When it was getting near nine o'clock he went out to the garden to wait till she came, and the fair-haired boy along with him; but as soon as the boy got the chance he stuck the pin into his master's coat again, and he fell asleep as before. Precisely at nine o'clock came the princess in the carriage with four horses and asked the boy if his master had got up yet; but he said, "No, he is asleep, just as yesterday." "Dear! dear!" said the princess. "I am sorry for him. Was the sleep he had last night not enough for him? Tell him that he will never see me here again; and here is a sword that you will give him in my name, and my blessing with it."

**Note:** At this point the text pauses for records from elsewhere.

use std::time::Duration;

use criterion::measurement::Measurement;
use criterion::{BenchmarkGroup, SamplingMode};
use rand::rngs::StdRng;
use rand::{Rng, SeedableRng};

const SAMPLE_SIZE: usize = 10;
const WARM_UP_MS: u64 = 80;
const MEASURE_MS_SMALL: u64 = 120;
const MEASURE_MS_LARGE: u64 = 300;
const MEASURE_MS_XL: u64 = 500;
const RNG_SEED: u64 = 0x5EED_2026;

/// Upper bound (exclusive) of the small-range integer inputs.
pub const SMALL_RANGE_MAX: u64 = 1000;
pub const FEW_UNIQUE_KEYS: u64 = 16;

#[derive(Clone, Copy, Debug, Eq, PartialEq)]
pub enum Distribution {
    RandomUniform,
    SmallRange,
    NearlySorted1pctSwaps,
    Descending,
    FewUnique,
}

pub const ALL_DISTRIBUTIONS: [Distribution; 5] = [
    Distribution::RandomUniform,
    Distribution::SmallRange,
    Distribution::NearlySorted1pctSwaps,
    Distribution::Descending,
    Distribution::FewUnique,
];

impl Distribution {
    pub fn label(self) -> &'static str {
        match self {
            Self::RandomUniform => "random_uniform",
            Self::SmallRange => "small_range_1000",
            Self::NearlySorted1pctSwaps => "nearly_sorted_1pct_swaps",
            Self::Descending => "descending",
            Self::FewUnique => "few_unique_16",
        }
    }

    fn salt(self) -> u64 {
        match self {
            Self::RandomUniform => 11,
            Self::SmallRange => 12,
            Self::NearlySorted1pctSwaps => 13,
            Self::Descending => 14,
            Self::FewUnique => 15,
        }
    }
}

/// Larger inputs get flat sampling and a longer measurement window.
pub fn apply_runtime<M: Measurement>(group: &mut BenchmarkGroup<'_, M>, size: usize) {
    group.sample_size(SAMPLE_SIZE);
    group.warm_up_time(Duration::from_millis(WARM_UP_MS));
    if size <= 16384 {
        group.sampling_mode(SamplingMode::Auto);
        group.measurement_time(Duration::from_millis(MEASURE_MS_SMALL));
    } else if size <= 65536 {
        group.sampling_mode(SamplingMode::Flat);
        group.measurement_time(Duration::from_millis(MEASURE_MS_LARGE));
    } else {
        group.sampling_mode(SamplingMode::Flat);
        group.measurement_time(Duration::from_millis(MEASURE_MS_XL));
    }
}

pub fn default_rng() -> StdRng {
    StdRng::seed_from_u64(RNG_SEED)
}

pub fn generate_dataset(dist: Distribution, size: usize, seed: u64) -> Vec<u64> {
    let mut rng = StdRng::seed_from_u64(seed);
    let mut data = Vec::with_capacity(size);

    match dist {
        Distribution::RandomUniform => {
            for _ in 0..size {
                data.push(rng.random::<u64>());
            }
        }
        Distribution::SmallRange => {
            for _ in 0..size {
                data.push(rng.random_range(0..SMALL_RANGE_MAX));
            }
        }
        Distribution::NearlySorted1pctSwaps => {
            data.extend(0..size as u64);
            if size > 0 {
                let swaps = (size / 100).max(1);
                for _ in 0..swaps {
                    let a = rng.random_range(0..size);
                    let b = rng.random_range(0..size);
                    data.swap(a, b);
                }
            }
        }
        Distribution::Descending => {
            data.extend((0..size as u64).rev());
        }
        Distribution::FewUnique => {
            for _ in 0..size {
                data.push(rng.random_range(0..FEW_UNIQUE_KEYS) * 17);
            }
        }
    }

    data
}

#[inline]
pub fn seed_for(dist: Distribution, size: usize, salt: u64) -> u64 {
    mix_seed(RNG_SEED ^ (dist.salt() << 48) ^ (size as u64) ^ salt)
}

#[inline]
fn mix_seed(mut z: u64) -> u64 {
    z = (z ^ (z >> 30)).wrapping_mul(0xBF58_476D_1CE4_E5B9);
    z = (z ^ (z >> 27)).wrapping_mul(0x94D0_49BB_1331_11EB);
    z ^ (z >> 31)
}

With this she went off, and as soon as she had gone the boy took the pin out of his master's coat. He awoke instantly, and the first word he said was: "Have you seen her?" The boy said he had, and there was the sword she had left for him. The Irishman was ready to kill the boy out of anger, but when he gave a glance over his shoulder the fair-haired boy was gone.
Being thus left alone, he thought of going into the room where all the men were lying asleep, and there among the rest he found his two friends. Then he remembered what the princess had told him- that he had only to touch them with the rod she had given him and they would all awake; and the first he touched were his own friends. They started to their feet at once, and he gave them as much silve and gold as they could carry when they went away. There was plenty to do before he got all the others wakened, for the two doors of the castle were crowded with them all the day long.
He was so grieved at the loss of the princess that finally he thought he would go about the world to see if he could find anyone to give him news of her. So he took the best horse in the stable and set out. Three years he spent traveling through forests and wilderness; but could find no one able to tell him anything of the princess.